Önümüzdeki hafta Körfez Bölgesi'ni kapsayan 2 günlük bir seyahatinin olacağını bildiren Turhan, orada bazı şirketlerle görüşeceklerini kaydetti.

Türkiye'nin kuzeyinde, güneyinde, doğusunda ve batısındaki bütün bölgelerdeki şirketlerle görüştüklerini dile getiren Turhan, bunun için SPK'nın vereceği bir izni beklediklerini vurguladı.

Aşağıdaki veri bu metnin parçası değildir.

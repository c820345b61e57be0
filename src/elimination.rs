use once_cell::sync::OnceCell;
use tracing::debug;

use crate::common::{Certificate, Verdict};
use crate::error::Result;
use crate::max_flow::{edmonds_karp, source_side};
use crate::network::FlowNetwork;
use crate::standings::Standings;

/// Answers elimination queries for one division. Each team's verdict is computed on first use and
/// kept for the lifetime of the value; concurrent callers asking about the same team share a single
/// computation.
#[derive(Debug)]
pub struct Division {
    standings: Standings,
    verdicts: Vec<OnceCell<Verdict>>,
}

impl Division {
    pub fn new(standings: Standings) -> Self {
        let verdicts = (0..standings.number_of_teams())
            .map(|_| OnceCell::new())
            .collect();
        Division {
            standings,
            verdicts,
        }
    }
    pub fn standings(&self) -> &Standings {
        &self.standings
    }
    pub fn number_of_teams(&self) -> usize {
        self.standings.number_of_teams()
    }
    pub fn teams(&self) -> impl Iterator<Item = &str> + '_ {
        self.standings.teams()
    }
    pub fn wins(&self, team: &str) -> Result<u32> {
        self.standings.wins(team)
    }
    pub fn losses(&self, team: &str) -> Result<u32> {
        self.standings.losses(team)
    }
    pub fn remaining(&self, team: &str) -> Result<u32> {
        self.standings.remaining(team)
    }
    pub fn against(&self, first: &str, second: &str) -> Result<u32> {
        self.standings.against(first, second)
    }
    pub fn verdict(&self, team: &str) -> Result<&Verdict> {
        let candidate = self.standings.index_of(team)?;
        Ok(self.verdicts[candidate].get_or_init(|| decide(&self.standings, candidate)))
    }
    pub fn is_eliminated(&self, team: &str) -> Result<bool> {
        self.verdict(team).map(Verdict::is_eliminated)
    }
    // None when the team can still finish first
    pub fn certificate_of_elimination(&self, team: &str) -> Result<Option<&Certificate>> {
        self.verdict(team).map(Verdict::certificate)
    }
    // every eliminated team with its certificate, in input order
    pub fn eliminated(&self) -> impl Iterator<Item = (&str, &Certificate)> + '_ {
        (0..self.number_of_teams()).filter_map(move |i| {
            let verdict = self.verdicts[i].get_or_init(|| decide(&self.standings, i));
            verdict
                .certificate()
                .map(|certificate| (self.standings.name(i), certificate))
        })
    }
}

fn decide(standings: &Standings, candidate: usize) -> Verdict {
    if let Some(leader) = trivial_elimination(standings, candidate) {
        debug!(
            team = standings.name(candidate),
            by = standings.name(leader),
            "trivially eliminated"
        );
        return Verdict::TriviallyEliminated(Certificate::single(standings.name(leader)));
    }
    let mut network = FlowNetwork::build(standings, candidate);
    let flow = edmonds_karp(&mut network);
    let verdict = match extract_certificate(standings, &network, flow.value) {
        Some(certificate) => {
            debug_assert!(
                is_valid_certificate(standings, candidate, &certificate),
                "certificate {} does not eliminate {}",
                certificate,
                standings.name(candidate)
            );
            Verdict::Eliminated(certificate)
        }
        None => Verdict::Alive,
    };
    debug!(
        team = standings.name(candidate),
        eliminated = verdict.is_eliminated(),
        flow = flow.value,
        demand = network.demand(),
        "decided by max flow"
    );
    verdict
}

// some other team whose current wins already exceed the candidate's best possible total
pub(crate) fn trivial_elimination(standings: &Standings, candidate: usize) -> Option<usize> {
    let best = standings.record_at(candidate).max_wins();
    (0..standings.number_of_teams())
        .filter(|&i| i != candidate)
        .find(|&i| u64::from(standings.record_at(i).wins) > best)
}

// after a max flow: eliminated iff some game could not be routed, and then the teams on the
// source side of the cut form the certificate
pub(crate) fn extract_certificate(
    standings: &Standings,
    network: &FlowNetwork,
    flow: i64,
) -> Option<Certificate> {
    if flow == network.demand() {
        return None;
    }
    assert!(flow < network.demand(), "flow {} exceeds demand", flow);
    let side = source_side(network);
    let certificate: Certificate = network
        .team_nodes()
        .filter(|(_, node)| side.contains(node))
        .map(|(team, _)| standings.name(team))
        .collect();
    assert!(!certificate.is_empty(), "unsaturated cut without teams");
    Some(certificate)
}

/// Checks the pigeonhole bound: the certificate teams hold more wins, current plus those still
/// to be played among themselves, than they could share while each stays at or below the
/// candidate's best total.
pub fn is_valid_certificate(
    standings: &Standings,
    candidate: usize,
    certificate: &Certificate,
) -> bool {
    let members: Vec<usize> = (0..standings.number_of_teams())
        .filter(|&i| certificate.contains(standings.name(i)))
        .collect();
    if members.len() != certificate.len() || members.contains(&candidate) || members.is_empty() {
        return false;
    }
    let wins: u64 = members
        .iter()
        .map(|&i| u64::from(standings.record_at(i).wins))
        .sum();
    let internal: u64 = members
        .iter()
        .enumerate()
        .flat_map(|(k, &i)| members[k + 1..].iter().map(move |&j| (i, j)))
        .map(|(i, j)| u64::from(standings.games_between(i, j)))
        .sum();
    let best = standings.record_at(candidate).max_wins();
    wins + internal > members.len() as u64 * best
}
use std::collections::btree_set::Iter;
use std::collections::BTreeSet;
use std::fmt::Display;

#[derive(Clone, Eq, PartialEq, Hash, Debug)]
pub struct TeamRecord {
    pub name: String,
    pub wins: u32,
    pub losses: u32,
    pub remaining: u32,
}

impl TeamRecord {
    pub fn new(name: impl Into<String>, wins: u32, losses: u32, remaining: u32) -> Self {
        TeamRecord {
            name: name.into(),
            wins,
            losses,
            remaining,
        }
    }
    // best final total, assuming every remaining game is won
    pub fn max_wins(&self) -> u64 {
        u64::from(self.wins) + u64::from(self.remaining)
    }
}

impl Display for TeamRecord {
    fn fmt(&self, f: &mut std::fmt::Formatter<'_>) -> std::fmt::Result {
        write!(
            f,
            "{} {}-{} ({} left)",
            self.name, self.wins, self.losses, self.remaining
        )
    }
}

/// Teams whose combined standing already rules out first place for some other team.
#[derive(Clone, Eq, PartialEq, Debug, Default)]
pub struct Certificate(BTreeSet<String>);

impl Certificate {
    pub fn new() -> Self {
        Certificate(BTreeSet::new())
    }
    pub fn single(name: impl Into<String>) -> Self {
        Certificate(BTreeSet::from([name.into()]))
    }
    pub fn contains(&self, name: &str) -> bool {
        self.0.contains(name)
    }
    pub fn len(&self) -> usize {
        self.0.len()
    }
    pub fn is_empty(&self) -> bool {
        self.0.is_empty()
    }
    pub fn iter(&self) -> Iter<'_, String> {
        self.0.iter()
    }
}

impl<'a> IntoIterator for &'a Certificate {
    type Item = &'a String;
    type IntoIter = Iter<'a, String>;
    fn into_iter(self) -> Self::IntoIter {
        self.0.iter()
    }
}

impl<S: Into<String>> FromIterator<S> for Certificate {
    fn from_iter<I: IntoIterator<Item = S>>(iter: I) -> Self {
        Certificate(iter.into_iter().map(Into::into).collect())
    }
}

impl Display for Certificate {
    fn fmt(&self, f: &mut std::fmt::Formatter<'_>) -> std::fmt::Result {
        write!(f, "{{ ")?;
        for name in &self.0 {
            write!(f, "{} ", name)?;
        }
        write!(f, "}}")
    }
}

#[derive(Clone, Eq, PartialEq, Debug)]
pub enum Verdict {
    Alive,
    // some single team already has more wins than the candidate can reach
    TriviallyEliminated(Certificate),
    // proven by a min cut of the schedule network
    Eliminated(Certificate),
}

impl Verdict {
    pub fn is_eliminated(&self) -> bool {
        !matches!(self, Verdict::Alive)
    }
    pub fn is_trivial(&self) -> bool {
        matches!(self, Verdict::TriviallyEliminated(_))
    }
    pub fn certificate(&self) -> Option<&Certificate> {
        match self {
            Verdict::Alive => None,
            Verdict::TriviallyEliminated(certificate) | Verdict::Eliminated(certificate) => {
                Some(certificate)
            }
        }
    }
}

#[cfg(test)]
mod tests {
    use super::*;

    #[test]
    fn test_certificate_display_is_sorted() {
        let certificate: Certificate = ["Toronto", "Boston", "New_York"].into_iter().collect();
        assert_eq!(certificate.to_string(), "{ Boston New_York Toronto }");
        assert_eq!(Certificate::new().to_string(), "{ }");
    }

    #[test]
    fn test_verdict_certificate() {
        assert_eq!(Verdict::Alive.certificate(), None);
        let verdict = Verdict::TriviallyEliminated(Certificate::single("Detroit"));
        assert!(verdict.is_eliminated());
        assert!(verdict.is_trivial());
        assert!(verdict.certificate().unwrap().contains("Detroit"));
        let verdict = Verdict::Eliminated(["a", "b"].into_iter().collect());
        assert!(!verdict.is_trivial());
        assert_eq!(verdict.certificate().map(Certificate::len), Some(2));
    }

    #[test]
    fn test_max_wins() {
        let record = TeamRecord::new("Atlanta", 83, 71, 8);
        assert_eq!(record.max_wins(), 91);
        assert_eq!(record.to_string(), "Atlanta 83-71 (8 left)");
        let record = TeamRecord::new("Atlanta", u32::MAX, 0, u32::MAX);
        assert_eq!(record.max_wins(), 2 * u64::from(u32::MAX));
    }
}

Yurt dışında ihraç edilmiş yabancı para cinsinden menkul kıymetlerin ve sermaye piyasası araçlarının yurt içi piyasalarda da alınıp satılabilmesi veya yurt dışında yerleşik bir firmanın ya da kişinin ihraç edeceği sermaye piyasası aracının yabancı para cinsinden işlem görmesinin büyük önem taşıdığına işaret eden Turhan, ''Küresel finans merkezlerinin tanımı içerisinde o piyasada yabancılar ile yabancıların yaptığı işlemlerin, toplam işlem hacmine oranı, önemli bir göstergedir. Yani bir piyasaya küresel finans merkezi denilmesi için yabancıların sadece başka yabancılarla sizin piyasanızda yaptığı işlemlerin oranı ve miktarı, sizin piyasanızda gerçekleşen yabancı işlemlerin miktarına oranı önem taşır'' şeklinde konuştu.

Kapalı tahtalarla ilgiyi konuya da değinen Turhan, bu mevzuların önemli bir kısmının 2001 krizi sırasında ve sonrasında gerçekleştiğini anımsattı. Turhan, 2001 krizinin Türkiye ekonomisine büyük zararlar verdiğini ve milli gelirin 3'te 1'inin kaybolduğunu bildirdi.

Bunun da neticede bütün toplumdan transfer edilen bir kaynak olduğunu dile getiren Turhan, ''Sadece tahtası kapatılan şirketlerin ortakları mağdur olmadı. Gerçekten toplum olarak hepimiz sıkıntı çektik. Burada önemli olan, bu tip durumların gerçekleşmemesini sağlamak. Sermaye Piyasası Kanunumuzda bu ve benzer durumlarda devreye girecek düzenlemeler var. Bütün önlemlere rağmen benzer durum ortaya çıkarsa oraya yatırım yapan yatırımcıların haklarını koruyacak bir düzenleme var kanununda. Bundan sonra ileriye bakmamız ve bir daha böyle istenmeyen durumların çıkmamasını sağlamamız lazım'' ifadelerini kullandı.